There are broadly three streams of research within educational analytics. Learning Analytics (LA) focuses on learners. Its primary concern is optimizing teaching and learning processes. Educational Data Mining (EDM) on the other hand seeks to develop methods for exploring educational data in order to better understand learners, and to extract insights about them and the educational systems. Academic Analytics (AA) draws on the insights gained from educational data for supporting strategic decision-making, resolving academic issues such as retention and improving marketing strategies.
These three streams intersect at various points and share much of the underlying data, and though they could all be grouped under the same umbrella as Educational Data Science, they differ in the stakeholders which they target. EDM tends to target both teachers and learners, while LA primarily addresses the needs of learners. However, institutional administrators, managers and educational policymakers are the key stakeholders of AA applications. The three streams also affect different levels of the educational systems. LA is linked to course-level granularity and to department-level concerns within institutions, while EDM spans departmental through to faculty and institutional-level concerns (Nguyen et al., 2020). Meanwhile, AA affects universities at the institutional level, that has implications for policy making, thus it spans regional, national and possibly international levels.
Challenges for building LADs
While there are some differences between LA, AA and EDM, they all share some common challenges. Numerous studies have reported implementation details of LA products; however, a recent study by Leitner et al. (2020) pointed out that they rarely provide comprehensive descriptions of challenges faced in productionizing these systems. This study shortlisted seven general challenges for deploying LA initiatives:
-
1.
Purpose and Gain: managing expectations of different stakeholders.
-
2.
Representation and Actions: facilitation of actionable insights by LA products.
-
3.
Data: communication to students regarding what is being done with their data, and formulating suitable policies to manage data processes.
-
4.
IT Infrastructure: balancing the pros and cons of opting to use internal or external service providers for implementing and running the LA products.
-
5.
Development and Operation: planning and implementation of the process of developing and operating an LA initiative.
-
6.
Privacy: ensuring both security of learners’ data and compliance with increasingly stringent legal requirements worldwide.
-
7.
Ethics: ensuring that LA products do not bring harm and provide learners with the ability to opt-out.
The above challenges are generic and broadly applicable to all LA projects. We draw on recent literature to expand on two particular challenges above (2 and 7), and we tailor them to the difficulties which specifically relate to LAD projects. In addition, with supporting literature we posit an additional challenge, namely Agility, to the original seven identified by Leitner et al. (2020).
Representation and actions
Dashboard visualization is more of a science than art. The dashboard designer must possess a degree of understanding of how the human visual cortex perceives various visual cues in order to optimally match different data types to suitable visual representations. Some data are quantitative and others are ordinal or categorical in their attributes. The values of each data type are best represented by different cues which could comprise contrasting colors, differing spatial positions or variations in symbols denoting length, size, shape and orientation amongst others. The designer also needs to possess both domain expertise in learning theories and paradigms, as well as technical capabilities in developing dashboards (Klerkx et al., 2017).

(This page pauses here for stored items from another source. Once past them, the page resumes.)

use crate::{
    errors::ModelKind,
    tensor::{self, TensorLayout},
    utils, Dims, Error,
};
use std::path::Path;
use tract_onnx::prelude::*;

/// Repaints a content image in the style of another image.
///
/// Implemented for `OnnxStylizer`, and for any closure with a matching
/// signature.
pub trait Stylizer: Send {
    fn stylize(
        &mut self,
        content: &image::RgbaImage,
        style: &image::RgbaImage,
    ) -> Result<image::RgbaImage, Error>;
}

impl<F> Stylizer for F
where
    F: FnMut(&image::RgbaImage, &image::RgbaImage) -> Result<image::RgbaImage, Error> + Send,
{
    fn stylize(
        &mut self,
        content: &image::RgbaImage,
        style: &image::RgbaImage,
    ) -> Result<image::RgbaImage, Error> {
        self(content, style)
    }
}

#[derive(Clone, Debug)]
pub struct StylizerConfig {
    /// The style image is resized to a square of this size, arbitrary
    /// stylization networks are trained on 256x256 styles
    pub style_size: u32,
    /// Shrinks the content so its longest side is at most this many pixels
    /// before running the model, the result is scaled back up afterwards
    pub max_content_size: Option<u32>,
    /// The model takes the style image as its first input instead of its second
    pub style_first: bool,
}

impl Default for StylizerConfig {
    fn default() -> Self {
        Self {
            style_size: 256,
            max_content_size: None,
            style_first: false,
        }
    }
}

/// Orders a content and style value the way the model takes its inputs
fn model_inputs<T>(style_first: bool, content: T, style: T) -> (T, T) {
    if style_first {
        (style, content)
    } else {
        (content, style)
    }
}

fn model_err(e: TractError) -> Error {
    Error::Inference(ModelKind::StyleTransfer, format!("{:#}", e))
}

/// An arbitrary image stylization model in ONNX format, taking a content and
/// a style image in `[0, 1]` NHWC and producing the stylized content.
///
/// The content input is dynamically sized, so the model is optimized for each
/// new content size, the last plan is kept around for reuse.
pub struct OnnxStylizer {
    model: InferenceModel,
    config: StylizerConfig,
    cached: Option<(Dims, TypedRunnableModel<TypedModel>)>,
}

impl OnnxStylizer {
    pub fn load<P: AsRef<Path>>(path: P, config: StylizerConfig) -> Result<Self, Error> {
        let path = path.as_ref();
        tracing::debug!(path = %path.display(), "loading style transfer model");

        let model = tract_onnx::onnx().model_for_path(path).map_err(model_err)?;

        Ok(Self {
            model,
            config,
            cached: None,
        })
    }

    pub fn config(&self) -> &StylizerConfig {
        &self.config
    }

    fn plan_for(&mut self, content: Dims) -> Result<&TypedRunnableModel<TypedModel>, Error> {
        let stale = match self.cached {
            Some((dims, _)) => dims != content,
            None => true,
        };

        if stale {
            let s = self.config.style_size as usize;
            let content_fact = f32::fact([1, content.height as usize, content.width as usize, 3]);
            let style_fact = f32::fact([1, s, s, 3]);

            let (first, second) = model_inputs(self.config.style_first, content_fact, style_fact);

            tracing::debug!(
                width = content.width,
                height = content.height,
                "optimizing style transfer model"
            );

            let plan = self
                .model
                .clone()
                .with_input_fact(0, first.into())
                .and_then(|model| model.with_input_fact(1, second.into()))
                .and_then(|model| model.into_optimized())
                .and_then(|model| model.into_runnable())
                .map_err(model_err)?;

            self.cached = Some((content, plan));
        }

        match self.cached {
            Some((_, ref plan)) => Ok(plan),
            None => Err(Error::MissingModel(ModelKind::StyleTransfer)),
        }
    }
}

impl Stylizer for OnnxStylizer {
    fn stylize(
        &mut self,
        content: &image::RgbaImage,
        style: &image::RgbaImage,
    ) -> Result<image::RgbaImage, Error> {
        let original = Dims::new(content.width(), content.height());

        let model_content = match self.config.max_content_size {
            Some(max) => utils::fit_within(content.clone(), max),
            None => content.clone(),
        };
        let content_dims = Dims::new(model_content.width(), model_content.height());

        let content_tensor = tensor::image_to_tensor(
            &model_content,
            content_dims,
            TensorLayout::Nhwc,
            Default::default(),
        );
        let style_tensor = tensor::image_to_tensor(
            style,
            Dims::square(self.config.style_size),
            TensorLayout::Nhwc,
            Default::default(),
        );

        let (first, second) =
            model_inputs(self.config.style_first, content_tensor, style_tensor);

        let plan = self.plan_for(content_dims)?;
        let outputs = plan
            .run(tvec!(Tensor::from(first).into(), Tensor::from(second).into()))
            .map_err(model_err)?;

        let output = outputs[0].to_array_view::<f32>().map_err(model_err)?;
        let styled = tensor::tensor_to_image(output)?;

        // The networks pad and stride, so the output is often a few pixels off
        Ok(utils::resize_exact(
            &styled,
            original,
            image::imageops::FilterType::CatmullRom,
        ))
    }
}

Choosing the correct visualization technique can present difficulties largely due to the increasing amounts of available data and the candidate variables/indicators that can be incorporated (Leitner et al., 2019). Ensuring that dashboards are informative without overwhelming the user is a challenging balancing act. From an aesthetic perspective, Tufte (2001) cautions against use of ‘non-data-ink' and ‘chartjunk’ in graphs, that is, he maintains that excessive use of colors, patterns or gridlines can confuse and clog the recipient's comprehension. Bera (2016) specifically mentions the overuse and misuse of color in business dashboards and the role this has on the users’ decision-making abilities. Bera’s research finds that contrasting colors vie for user’s attention, and unless necessary, they distract and affect the decision-making processes. By using eye tracking technology, the study demonstrated that the cognitive overload associated with the misuse of color in dashboards leads to longer fixation periods on irrelevant aspects of dashboards and prolongs the ability of users to comprehend the information.
Use of predictive modelling is becoming more prominent within LA (Bergner, 2017), and these techniques are emerging more frequently within dashboards. A recent study (Baneres et al., 2021) into developing LA technologies acting as early warning systems for identifying at-risk learners highlighted the need to move beyond ‘old-fashioned’ dashboards that simply rely on descriptive analytics and to instead, orient efforts towards incorporating predictive analytics amongst other advanced features. However, building highly accurate and reliable predictive models is not trivial. Firstly, it requires considerable technical expertise which is not always easy to acquire. Secondly, predicting outcomes based on human behavior reflects a non-deterministic problem. Further, for scalability reasons, we ideally require generic predictive models which can predict student outcomes across widely disparate courses. However, since courses have different attributes, styles of delivery and assessment types, it is a considerable challenge to create single generic predictive models that can work optimally across diverse courses. On the other hand, developing tailored predictive models for each different course creates technical resource overheads. Tailored models are also likely to perform badly in many instances due to scarcity of data leading to overfitting, since individual courses may have small class numbers or have limited historical data. A recent systematic literature review on the current state of prediction of student performance within LA, Namoun and Alshanqiti (2020) found that the state of predictive modeling of student outcomes is not fully exploited and warrants further work. The study found that not only the accuracy of the existing models has room for improvement, but more robust testing for its validity, portability (or generic models) and overall generalizability needs to be conducted. In a recent study, Umer et al. (2021) concluded that many datasets used to build predictive models in this domain were small, often having less than 10% of the overall data points for certain class labels, leading to unreliable predictive accuracies especially when course-tailored predictive models are being created. The study also calls for enhancing the scope of engagement data to cover learner interaction data from forum messages, identifying pedagogically meaningful features and developing dashboard visualizations that have some underlying pedagogical intent.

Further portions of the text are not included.